All of lore.kernel.org
 help / color / mirror / Atom feed
From: "Paul E. McKenney" <paulmck@linux.vnet.ibm.com>
To: kordex - <kordex@gmail.com>
Cc: linux-kernel@vger.kernel.org
Subject: Re: Badness at kernel/rcutree.c:1228
Date: Wed, 9 Dec 2009 11:18:07 -0800	[thread overview]
Message-ID: <20091209191807.GA16422@linux.vnet.ibm.com> (raw)
In-Reply-To: <8b8dd87a0912091036t3a3499c4p67be783252d80dc@mail.gmail.com>

On Wed, Dec 09, 2009 at 08:36:33PM +0200, kordex - wrote:
> I will turn debugging options on after
> http://lkml.org/lkml/2009/12/9/44 gets traced down so I can do that.

Hmmm...  You have recently run a memory test on your system, right?

							Thanx, Paul

> --Mikko Kortelainen
> 
> 2009/12/9 Paul E. McKenney <paulmck@linux.vnet.ibm.com>:
> > In that case, the best thing would be to drop the warning into the
> > beginnings and ends of processing for system calls used by your workload.
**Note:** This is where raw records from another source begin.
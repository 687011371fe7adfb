//! Step boundary handoff: overlap rewind, durable flush, rewound checkpoint,
//! and the restart policy that follows.

use pregen_common::{ChunkCoord, DurableFlush};
use tracing::{error, info, warn};

use crate::checkpoint::CheckpointStore;
use crate::state::JobState;
use crate::walker::GridWalker;

/// How far a step boundary moved the cursor back.
#[derive(Debug, Clone, Copy, PartialEq, Eq)]
pub struct Rewind {
    /// Normalized cursor before the rewind
    pub from: ChunkCoord,
    /// Cursor the next step starts at
    pub to: ChunkCoord,
    /// Columns stepped back over
    pub columns: u32,
    /// Cells that will be walked again
    pub cells: u64,
}

/// Computes where the next step starts after a boundary.
///
/// The cursor moves back `overlap_columns` whole columns to the top of a
/// column, but never to or before the first cell of the step that just
/// ended: if the full overlap would reach that far, it stops at the first
/// column start inside the step, and if the step never crossed a column
/// start it does not move at all. Each step therefore ends strictly past
/// where the previous one started.
#[must_use]
pub fn overlap_rewind(state: &JobState, overlap_columns: u32) -> Rewind {
    let bounds = state.bounds();
    let walker = GridWalker::from_state(state);
    let index = walker.linear_index();
    let from = GridWalker::cursor_at(bounds, index);
    let height = bounds.height();

    let unchanged = Rewind {
        from,
        to: from,
        columns: 0,
        cells: 0,
    };
    if height == 0 {
        return unchanged;
    }

    let step_start = index.saturating_sub(u64::from(state.this_step));
    let mut target = (index / height).saturating_sub(u64::from(overlap_columns)) * height;
    if target <= step_start {
        target = (step_start / height + 1) * height;
    }
    if target > index {
        return unchanged;
    }

    let to = GridWalker::cursor_at(bounds, target);
    Rewind {
        from,
        to,
        columns: (i64::from(from.x) - i64::from(to.x)).max(0) as u32,
        cells: index - target,
    }
}

/// Applies the step boundary handoff to a job.
pub struct RestartCoordinator<F> {
    flusher: F,
    store: CheckpointStore,
    overlap_columns: u32,
}

impl<F: DurableFlush> RestartCoordinator<F> {
    /// Coordinator flushing through `flusher` and saving to `store`.
    pub fn new(flusher: F, store: CheckpointStore, overlap_columns: u32) -> Self {
        Self {
            flusher,
            store,
            overlap_columns,
        }
    }

    /// The record the rewound state is written to.
    pub fn store(&self) -> &CheckpointStore {
        &self.store
    }

    /// Rewinds the cursor, opens the next step, flushes the world and saves.
    ///
    /// Safe to repeat on a record that still shows the ended step: the
    /// result depends only on the cursor and `this_step`, which are
    /// unchanged until the save lands.
    pub fn advance_step(&self, state: &mut JobState) -> Rewind {
        let rewind = overlap_rewind(state, self.overlap_columns);

        state.cur_x = rewind.to.x;
        state.cur_z = rewind.to.z;
        state.done = state.done.saturating_sub(rewind.cells);
        state.current_step = state.current_step.saturating_add(1);
        state.this_step = 0;

        info!(
            columns = rewind.columns,
            cells = rewind.cells,
            "Rewound from {} to {} for step {} of {}",
            rewind.from,
            rewind.to,
            state.current_step,
            state.total_steps
        );

        match self.flusher.flush_all() {
            Ok(count) => info!("Flushed {count} chunks before restart"),
            Err(e) => error!("World flush failed before restart: {e}"),
        }

        if let Err(e) = self.store.save(state) {
            warn!("Failed to save rewound fill job: {e}");
        }

        rewind
    }
}

/// What a restart policy did.
#[derive(Debug, Clone, Copy, PartialEq, Eq)]
pub enum RestartOutcome {
    /// The process is going away; the next boot resumes from the checkpoint
    Terminating,
    /// Memory was released in place; resume from the checkpoint now
    ResumeInProcess,
}

/// Releases the memory a step accumulated once its checkpoint is durable.
pub trait RestartPolicy {
    /// Performs the restart.
    fn restart(&mut self) -> RestartOutcome;
}

/// Restart policy that runs a reset callback and keeps the process alive.
pub struct ResetInPlace<F> {
    reset: F,
}

impl<F: FnMut()> ResetInPlace<F> {
    /// Policy calling `reset` on every restart.
    pub fn new(reset: F) -> Self {
        Self { reset }
    }
}

impl<F: FnMut()> RestartPolicy for ResetInPlace<F> {
    fn restart(&mut self) -> RestartOutcome {
        (self.reset)();
        RestartOutcome::ResumeInProcess
    }
}

#[cfg(test)]
mod tests {
    use super::*;
    use crate::state::JobParams;
    use pregen_common::{ChunkBounds, WorldError, WorldResult};
    use std::cell::Cell;
    use tempfile::TempDir;

    fn at_boundary(bounds: ChunkBounds, step: u32, index: u64) -> JobState {
        let mut state = JobState::new(bounds, JobParams::new(1, 0, step));
        let cursor = GridWalker::cursor_at(bounds, index);
        state.cur_x = cursor.x;
        state.cur_z = cursor.z;
        state.done = index;
        state.this_step = step;
        state
    }

    #[test]
    fn test_full_overlap() {
        // 40 columns of 4, step ended at column 30 after 60 cells
        let bounds = ChunkBounds::new(0, 39, 0, 3);
        let state = at_boundary(bounds, 60, 120);
        let rewind = overlap_rewind(&state, 10);

        assert_eq!(rewind.from, ChunkCoord::new(30, 0));
        assert_eq!(rewind.to, ChunkCoord::new(20, 0));
        assert_eq!(rewind.columns, 10);
        assert_eq!(rewind.cells, 40);
    }

    #[test]
    fn test_mid_column_rewinds_to_column_start() {
        let bounds = ChunkBounds::new(0, 39, 0, 3);
        let state = at_boundary(bounds, 60, 122);
        let rewind = overlap_rewind(&state, 10);

        assert_eq!(rewind.from, ChunkCoord::new(30, 2));
        assert_eq!(rewind.to, ChunkCoord::new(20, 0));
        assert_eq!(rewind.cells, 42);
    }

    #[test]
    fn test_overlap_limited_to_current_step() {
        // step of 8 cells, two columns; overlap would reach back before it
        let bounds = ChunkBounds::new(0, 39, 0, 3);
        let state = at_boundary(bounds, 8, 20);
        let rewind = overlap_rewind(&state, 10);

        assert_eq!(rewind.to, ChunkCoord::new(4, 0));
        assert_eq!(rewind.cells, 4);
    }

    #[test]
    fn test_no_column_start_inside_step() {
        let bounds = ChunkBounds::new(0, 9, 0, 99);
        let state = at_boundary(bounds, 10, 150);
        let rewind = overlap_rewind(&state, 10);

        assert_eq!(rewind.to, rewind.from);
        assert_eq!(rewind.cells, 0);
    }

    #[test]
    fn test_first_column_clamped() {
        let bounds = ChunkBounds::new(0, 1, 0, 1);
        let state = at_boundary(bounds, 2, 2);
        let rewind = overlap_rewind(&state, 10);

        // the only column start after the step's first cell is the cursor itself
        assert_eq!(rewind.from, ChunkCoord::new(1, 0));
        assert_eq!(rewind.to, ChunkCoord::new(1, 0));
    }

    #[test]
    fn test_unnormalized_cursor() {
        let bounds = ChunkBounds::new(-5, 5, -2, 1);
        let mut state = at_boundary(bounds, 16, 16);
        state.cur_x = -2;
        state.cur_z = 2;
        let rewind = overlap_rewind(&state, 2);

        assert_eq!(rewind.from, ChunkCoord::new(-1, -2));
        assert_eq!(rewind.to, ChunkCoord::new(-3, -2));
        assert_eq!(rewind.cells, 8);
    }

    struct Flusher {
        calls: Cell<u32>,
        fail: bool,
    }

    impl DurableFlush for Flusher {
        fn flush_all(&self) -> WorldResult<usize> {
            self.calls.set(self.calls.get() + 1);
            if self.fail {
                Err(WorldError::SaveFailed("disk full".into()))
            } else {
                Ok(3)
            }
        }
    }

    #[test]
    fn test_advance_step_flushes_then_saves() {
        let dir = TempDir::new().expect("temp dir");
        let store = CheckpointStore::in_dir(dir.path(), "fill_job.toml");
        let flusher = Flusher {
            calls: Cell::new(0),
            fail: false,
        };
        let coordinator = RestartCoordinator::new(&flusher, store.clone(), 10);

        let bounds = ChunkBounds::new(0, 39, 0, 3);
        let mut state = at_boundary(bounds, 60, 120);
        coordinator.advance_step(&mut state);

        assert_eq!(flusher.calls.get(), 1);
        assert_eq!(state.cursor(), ChunkCoord::new(20, 0));
        assert_eq!(state.done, 80);
        assert_eq!(state.current_step, 2);
        assert_eq!(state.this_step, 0);
        assert_eq!(store.load(), Some(state));
    }

    #[test]
    fn test_advance_step_is_repeatable_from_the_old_record() {
        let dir = TempDir::new().expect("temp dir");
        let store = CheckpointStore::in_dir(dir.path(), "fill_job.toml");
        let flusher = Flusher {
            calls: Cell::new(0),
            fail: false,
        };
        let coordinator = RestartCoordinator::new(&flusher, store, 10);

        let bounds = ChunkBounds::new(0, 39, 0, 3);
        let boundary = at_boundary(bounds, 60, 120);
        let mut first = boundary.clone();
        let mut second = boundary;
        coordinator.advance_step(&mut first);
        coordinator.advance_step(&mut second);
        assert_eq!(first, second);
    }

    #[test]
    fn test_flush_failure_still_saves() {
        let dir = TempDir::new().expect("temp dir");
        let store = CheckpointStore::in_dir(dir.path(), "fill_job.toml");
        let flusher = Flusher {
            calls: Cell::new(0),
            fail: true,
        };
        let coordinator = RestartCoordinator::new(&flusher, store.clone(), 10);

        let mut state = at_boundary(ChunkBounds::new(0, 39, 0, 3), 60, 120);
        coordinator.advance_step(&mut state);
        assert_eq!(store.load().map(|s| s.current_step), Some(2));
    }

    #[test]
    fn test_unwritable_checkpoint_still_advances() {
        let dir = TempDir::new().expect("temp dir");
        let blocker = dir.path().join("blocker");
        std::fs::write(&blocker, b"file").expect("write blocker");
        let store = CheckpointStore::in_dir(&blocker, "fill_job.toml");
        let flusher = Flusher {
            calls: Cell::new(0),
            fail: false,
        };
        let coordinator = RestartCoordinator::new(&flusher, store.clone(), 10);

        let mut state = at_boundary(ChunkBounds::new(0, 39, 0, 3), 60, 120);
        let rewind = coordinator.advance_step(&mut state);

        assert_eq!(rewind.to, ChunkCoord::new(20, 0));
        assert_eq!(state.cursor(), ChunkCoord::new(20, 0));
        assert_eq!(state.current_step, 2);
        assert_eq!(flusher.calls.get(), 1);
        assert!(!store.exists());
    }

    #[test]
    fn test_reset_in_place() {
        let mut resets = 0;
        let mut policy = ResetInPlace::new(|| resets += 1);
        assert_eq!(policy.restart(), RestartOutcome::ResumeInProcess);
        assert_eq!(policy.restart(), RestartOutcome::ResumeInProcess);
        drop(policy);
        assert_eq!(resets, 2);
    }
}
> > The hope would be to find it triggering at the end of a given syscall,
> > permitting you to binary search the intervening code.
> >
> > Given that I cannot reproduce this, I cannot do much more than to offer
> > random hints.
> >
> >                                                        Thanx, Paul
> >
> > On Wed, Dec 09, 2009 at 07:35:44PM +0200, kordex - wrote:
> >> It did actually show the Badness after system had been running a long
> >> time. And this cut from it shows that system was fully done kernel
> >> init routines as there is ntpd running:
> >>
> >> warning: `ntpd' uses 32-bit capabilities (legacy support in use)
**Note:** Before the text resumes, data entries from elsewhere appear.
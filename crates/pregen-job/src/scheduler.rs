//! Tick-budgeted batches over the job grid.

use pregen_common::ChunkPopulator;
use tracing::{debug, info, warn};

use crate::checkpoint::CheckpointStore;
use crate::state::JobState;
use crate::walker::GridWalker;

/// Where the job stands after a batch.
#[derive(Debug, Clone, Copy, PartialEq, Eq)]
pub enum TickOutcome {
    /// More cells remain in this step
    Running,
    /// The step used up its cell budget; hand off to the restart coordinator
    StepBoundary,
    /// Every cell has been visited and the checkpoint is gone
    JobComplete,
}

/// Result of one [`StepScheduler::tick`].
#[derive(Debug, Clone, Copy, PartialEq, Eq)]
pub struct TickReport {
    /// Cells populated during this tick
    pub processed: u32,
    /// State of the job after the batch
    pub outcome: TickOutcome,
}

/// Runs one bounded batch of the job per host tick.
///
/// A batch stops after `freq` cells, at the end of the grid, or when the
/// step budget runs out, whichever comes first. The checkpoint is written
/// once per batch.
pub struct StepScheduler<P> {
    state: JobState,
    populator: P,
    store: CheckpointStore,
    log_frequency: u64,
    log_counter: u64,
}

impl<P: ChunkPopulator> StepScheduler<P> {
    /// Scheduler continuing `state` at its stored cursor.
    pub fn new(state: JobState, populator: P, store: CheckpointStore, log_frequency: u64) -> Self {
        Self {
            state,
            populator,
            store,
            log_frequency: log_frequency.max(1),
            log_counter: 0,
        }
    }

    /// Current progress.
    pub fn state(&self) -> &JobState {
        &self.state
    }

    /// Mutable progress, used by the restart handoff.
    pub fn state_mut(&mut self) -> &mut JobState {
        &mut self.state
    }

    /// Gives back the job state.
    pub fn into_state(self) -> JobState {
        self.state
    }

    /// Processes one batch.
    pub fn tick(&mut self) -> TickReport {
        let mut walker = GridWalker::from_state(&self.state);
        let mut processed = 0u32;

        while processed < self.state.freq && !self.state.step_finished() {
            let Some(cell) = walker.next() else {
                break;
            };

            if let Err(e) = self.populator.populate(cell) {
                warn!("Failed to populate chunk {cell}: {e}");
            }

            self.state.done = self.state.done.saturating_add(1).min(self.state.total);
            self.state.this_step += 1;
            processed += 1;
            self.log_progress();
        }

        walker.normalize();
        let cursor = walker.cursor();
        self.state.cur_x = cursor.x;
        self.state.cur_z = cursor.z;

        let outcome = if walker.is_exhausted() {
            self.finish();
            TickOutcome::JobComplete
        } else {
            if let Err(e) = self.store.save(&self.state) {
                warn!("Failed to save fill job progress: {e}");
            }
            if self.state.step_finished() {
                info!(
                    step = self.state.current_step,
                    total_steps = self.state.total_steps,
                    "Step finished, {} of {} chunks done",
                    self.state.done,
                    self.state.total
                );
                TickOutcome::StepBoundary
            } else {
                TickOutcome::Running
            }
        };

        TickReport { processed, outcome }
    }

    fn log_progress(&mut self) {
        self.log_counter += 1;
        if self.log_counter < self.log_frequency {
            return;
        }
        self.log_counter = 0;
        info!(
            done = self.state.done,
            total = self.state.total,
            step = self.state.current_step,
            "Pre-generation progress: {:.2}%",
            self.state.progress_percent()
        );
    }

    fn finish(&mut self) {
        self.state.running = false;
        self.state.this_step = 0;
        match self.store.clear() {
            Ok(()) => debug!("Fill job record removed"),
            Err(e) => warn!("Failed to remove fill job record: {e}"),
        }
        info!(total = self.state.total, "Pre-generation complete");
    }
}

#[cfg(test)]
mod tests {
    use super::*;
    use crate::state::JobParams;
    use pregen_common::{ChunkBounds, ChunkCoord, WorldError, WorldResult};
    use std::cell::RefCell;
    use tempfile::TempDir;

    #[derive(Default)]
    struct Recorder {
        visited: RefCell<Vec<ChunkCoord>>,
        fail_on: Option<ChunkCoord>,
    }

    impl ChunkPopulator for Recorder {
        fn populate(&self, coord: ChunkCoord) -> WorldResult<()> {
            self.visited.borrow_mut().push(coord);
            if self.fail_on == Some(coord) {
                return Err(WorldError::PopulateFailed {
                    x: coord.x,
                    z: coord.z,
                    reason: "test".into(),
                });
            }
            Ok(())
        }
    }

    fn scheduler<'a>(
        dir: &TempDir,
        bounds: ChunkBounds,
        params: JobParams,
        recorder: &'a Recorder,
    ) -> (StepScheduler<&'a Recorder>, CheckpointStore) {
        let store = CheckpointStore::in_dir(dir.path(), "fill_job.toml");
        let state = JobState::new(bounds, params);
        (StepScheduler::new(state, recorder, store.clone(), 1000), store)
    }

    #[test]
    fn test_batch_limited_by_freq() {
        let dir = TempDir::new().expect("temp dir");
        let recorder = Recorder::default();
        let (mut scheduler, store) =
            scheduler(&dir, ChunkBounds::new(0, 3, 0, 3), JobParams::new(3, 0, 100), &recorder);

        let report = scheduler.tick();
        assert_eq!(report.processed, 3);
        assert_eq!(report.outcome, TickOutcome::Running);
        assert_eq!(
            *recorder.visited.borrow(),
            vec![ChunkCoord::new(0, 0), ChunkCoord::new(0, 1), ChunkCoord::new(0, 2)]
        );

        let saved = store.load().expect("progress saved after the batch");
        assert_eq!(saved.cursor(), ChunkCoord::new(0, 3));
        assert_eq!(saved.done, 3);
        assert_eq!(saved.this_step, 3);
    }

    #[test]
    fn test_batch_stops_at_step_budget() {
        let dir = TempDir::new().expect("temp dir");
        let recorder = Recorder::default();
        let (mut scheduler, _) =
            scheduler(&dir, ChunkBounds::new(0, 3, 0, 3), JobParams::new(4, 0, 6), &recorder);

        assert_eq!(scheduler.tick().outcome, TickOutcome::Running);
        let report = scheduler.tick();
        assert_eq!(report.processed, 2);
        assert_eq!(report.outcome, TickOutcome::StepBoundary);
        // cursor normalized onto the next column
        assert_eq!(scheduler.state().cursor(), ChunkCoord::new(1, 2));
    }

    #[test]
    fn test_completion_wins_over_step_boundary() {
        let dir = TempDir::new().expect("temp dir");
        let recorder = Recorder::default();
        let (mut scheduler, store) =
            scheduler(&dir, ChunkBounds::new(0, 1, 0, 1), JobParams::new(4, 0, 4), &recorder);
        store.save(scheduler.state()).expect("save");

        let report = scheduler.tick();
        assert_eq!(report.processed, 4);
        assert_eq!(report.outcome, TickOutcome::JobComplete);
        assert!(!scheduler.state().running);
        assert_eq!(scheduler.state().cursor(), ChunkCoord::new(2, 0));
        assert!(!store.exists());
    }

    #[test]
    fn test_empty_grid_completes_without_populating() {
        let dir = TempDir::new().expect("temp dir");
        let recorder = Recorder::default();
        let (mut scheduler, _) = scheduler(
            &dir,
            ChunkBounds::new(0, 1, 0, 1).expanded(-1),
            JobParams::new(5, -1, 10),
            &recorder,
        );

        let report = scheduler.tick();
        assert_eq!(report.processed, 0);
        assert_eq!(report.outcome, TickOutcome::JobComplete);
        assert!(recorder.visited.borrow().is_empty());
    }

    #[test]
    fn test_populate_failure_still_advances() {
        let dir = TempDir::new().expect("temp dir");
        let recorder = Recorder {
            fail_on: Some(ChunkCoord::new(0, 1)),
            ..Recorder::default()
        };
        let (mut scheduler, _) =
            scheduler(&dir, ChunkBounds::new(0, 0, 0, 2), JobParams::new(5, 0, 5), &recorder);

        assert_eq!(scheduler.tick().outcome, TickOutcome::JobComplete);
        assert_eq!(recorder.visited.borrow().len(), 3);
        assert_eq!(scheduler.state().done, 3);
    }

    #[test]
    fn test_unwritable_checkpoint_keeps_job_going() {
        let dir = TempDir::new().expect("temp dir");
        let blocker = dir.path().join("blocker");
        std::fs::write(&blocker, b"file").expect("write blocker");
        let store = CheckpointStore::in_dir(&blocker, "fill_job.toml");
        let recorder = Recorder::default();
        let state = JobState::new(ChunkBounds::new(0, 1, 0, 2), JobParams::new(2, 0, 4));
        let mut scheduler = StepScheduler::new(state, &recorder, store.clone(), 1000);

        let report = scheduler.tick();
        assert_eq!(report.outcome, TickOutcome::Running);
        assert_eq!(scheduler.state().cursor(), ChunkCoord::new(0, 2));

        let report = scheduler.tick();
        assert_eq!(report.outcome, TickOutcome::StepBoundary);
        assert_eq!(scheduler.state().cursor(), ChunkCoord::new(1, 1));
        assert_eq!(scheduler.state().done, 4);
        assert!(!store.exists());

        // next step, as the handoff would open it
        scheduler.state_mut().this_step = 0;
        let report = scheduler.tick();
        assert_eq!(report.processed, 2);
        assert_eq!(report.outcome, TickOutcome::JobComplete);
        assert_eq!(recorder.visited.borrow().len(), 6);
    }

    #[test]
    fn test_done_saturates_at_total() {
        let dir = TempDir::new().expect("temp dir");
        let recorder = Recorder::default();
        let store = CheckpointStore::in_dir(dir.path(), "fill_job.toml");
        let mut state = JobState::new(ChunkBounds::new(0, 1, 0, 1), JobParams::new(1, 0, 10));
        // a rewound record whose counter was not rewound with it
        state.cur_x = 1;
        state.done = 4;
        let mut scheduler = StepScheduler::new(state, &recorder, store, 1000);

        scheduler.tick();
        assert_eq!(scheduler.state().done, 4);
        assert!((scheduler.state().progress_percent() - 99.99).abs() < 1e-9);
    }
}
> >> ------------[ cut here ]------------
> >> Badness at kernel/rcutree.c:1228
> >> NIP: c004ecbc LR: c004f14c CTR: c007bd70
> >> REGS: df34dde0 TRAP: 0700   Not tainted  (2.6.32)
> >>
> >> --Mikko Kortelainen
> >>
> >> 2009/12/9 Paul E. McKenney <paulmck@linux.vnet.ibm.com>:
> >> > Hmmm...  Didn't the first console output you sent me show the beenonline
> >> > WARN_ON_ONCE() triggering during late boot?  Yes, you had other failures
> >> > later, but it might be that whatever is triggering this warning is
> >> > related to those failures, right?
> >> >
> >> >                                                        Thanx, Paul
> >> >
> >> > On Wed, Dec 09, 2009 at 04:57:54PM +0200, kordex - wrote:
> >> >> Sorry but,
> >> >>
> >> >> Where actually this "down nearer to the point in the boot-up sequence"
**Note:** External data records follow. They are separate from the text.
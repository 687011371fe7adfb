//! The persisted progress record of a fill job.

use pregen_common::{ChunkBounds, ChunkCoord, SchemaVersion};
use serde::{Deserialize, Serialize};

use crate::error::{JobError, JobResult};
use crate::walker::GridWalker;

/// Checkpoint layout written by this build.
pub const CHECKPOINT_FORMAT: u16 = SchemaVersion::CHECKPOINT.major;

/// Parameters an operator chooses when starting a job.
#[derive(Debug, Clone, Copy, PartialEq, Eq)]
pub struct JobParams {
    /// Max cells per tick
    pub freq: u32,
    /// Chunks added around the border rectangle on every side
    pub pad: i32,
    /// Max cells per step
    pub step: u32,
}

impl JobParams {
    /// Creates parameters, clamping `freq >= 1` and `step >= freq`.
    #[must_use]
    pub fn new(freq: u32, pad: i32, step: u32) -> Self {
        let freq = freq.max(1);
        Self {
            freq,
            pad,
            step: step.max(freq),
        }
    }
}

/// Progress of a fill job.
///
/// The cursor `(cur_x, cur_z)` is the only thing coverage depends on; `done`
/// feeds progress reports and is rewound together with the cursor.
#[derive(Debug, Clone, PartialEq, Eq, Serialize, Deserialize)]
#[serde(rename_all = "camelCase")]
pub struct JobState {
    /// Checkpoint layout version (0 for records without one)
    #[serde(default)]
    pub format: u16,
    /// Job is active
    #[serde(default)]
    pub running: bool,
    /// Max cells per tick
    pub freq: u32,
    /// Padding the bounds were expanded by
    #[serde(default)]
    pub pad: i32,
    /// Max cells per step
    pub step: u32,
    /// Lowest chunk X (inclusive)
    pub cmin_x: i32,
    /// Highest chunk X (inclusive)
    pub cmax_x: i32,
    /// Lowest chunk Z (inclusive)
    pub cmin_z: i32,
    /// Highest chunk Z (inclusive)
    pub cmax_z: i32,
    /// Cells in the bounds
    pub total: u64,
    /// `ceil(total / step)`, at least 1
    pub total_steps: u32,
    /// Column of the next cell
    pub cur_x: i32,
    /// Row of the next cell
    pub cur_z: i32,
    /// Cells processed so far
    pub done: u64,
    /// 1-based step in progress
    pub current_step: u32,
    /// Cells processed in the current step
    #[serde(default)]
    pub this_step: u32,
}

impl JobState {
    /// Creates a fresh job over `bounds` with the cursor on the first cell.
    #[must_use]
    pub fn new(bounds: ChunkBounds, params: JobParams) -> Self {
        let params = JobParams::new(params.freq, params.pad, params.step);
        let total = bounds.chunk_count();
        let total_steps = total.div_ceil(u64::from(params.step)).max(1);

        Self {
            format: CHECKPOINT_FORMAT,
            running: true,
            freq: params.freq,
            pad: params.pad,
            step: params.step,
            cmin_x: bounds.min_x,
            cmax_x: bounds.max_x,
            cmin_z: bounds.min_z,
            cmax_z: bounds.max_z,
            total,
            total_steps: u32::try_from(total_steps).unwrap_or(u32::MAX),
            cur_x: bounds.min_x,
            cur_z: bounds.min_z,
            done: 0,
            current_step: 1,
            this_step: 0,
        }
    }

    /// The grid this job walks.
    #[must_use]
    pub const fn bounds(&self) -> ChunkBounds {
        ChunkBounds::new(self.cmin_x, self.cmax_x, self.cmin_z, self.cmax_z)
    }

    /// The next cell to process, as stored.
    #[must_use]
    pub const fn cursor(&self) -> ChunkCoord {
        ChunkCoord::new(self.cur_x, self.cur_z)
    }

    /// Whether the cursor has passed the last column.
    #[must_use]
    pub fn is_complete(&self) -> bool {
        GridWalker::from_state(self).is_exhausted()
    }

    /// Whether the current step has used up its cell budget.
    #[must_use]
    pub const fn step_finished(&self) -> bool {
        self.this_step >= self.step
    }

    /// Percentage of `total` done, held below 100 until the cursor finishes.
    #[must_use]
    pub fn progress_percent(&self) -> f64 {
        if self.total == 0 {
            return 100.0;
        }
        let percent = self.done as f64 / self.total as f64 * 100.0;
        if percent >= 100.0 && !self.is_complete() {
            99.99
        } else {
            percent
        }
    }

    /// Checks the invariants a record must satisfy before it can drive a walk.
    pub fn validate(&self) -> JobResult<()> {
        let inconsistent = |msg: String| Err(JobError::Inconsistent(msg));

        if self.freq == 0 || self.step == 0 {
            return inconsistent(format!("freq={} step={}", self.freq, self.step));
        }
        if self.current_step == 0 {
            return inconsistent("currentStep must be 1-based".into());
        }
        if self.this_step > self.step {
            return inconsistent(format!(
                "thisStep={} exceeds step={}",
                self.this_step, self.step
            ));
        }
        if self.cur_x < self.cmin_x {
            return inconsistent(format!("curX={} below cminX={}", self.cur_x, self.cmin_x));
        }
        if self.cur_x <= self.cmax_x
            && (self.cur_z < self.cmin_z || self.cur_z > self.cmax_z.saturating_add(1))
        {
            return inconsistent(format!(
                "curZ={} outside [{}, {}]",
                self.cur_z,
                self.cmin_z,
                self.cmax_z.saturating_add(1)
            ));
        }
        Ok(())
    }

    /// One-line progress summary for operators.
    #[must_use]
    pub fn summary(&self) -> String {
        format!(
            "step {}/{}: {} / {} chunks ({:.2}%), next chunk ({}, {})",
            self.current_step,
            self.total_steps,
            self.done,
            self.total,
            self.progress_percent(),
            self.cur_x,
            self.cur_z
        )
    }
}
> >> >> would be as I encountered the errors while the system was running (had
> >> >> been for days).
> >> >>
> >> >> --Mikko Kortelainen
> >> >>
> >> >> 2009/12/9 Paul E. McKenney <paulmck@linux.vnet.ibm.com>:
> >> >> > On Wed, Dec 09, 2009 at 11:15:17AM +0200, kordex - wrote:
> >> >> >> Hey,
> >> >> >>
> >> >> >> I hope it's in the right place.
> >> >> >
> >> >> > Looks fine to me.
> >> >> >
> >> >> > And the fact that you did -not- see anything in your dmesg indicates
> >> >> > that the beenonline fields are set correctly at that point, as expected.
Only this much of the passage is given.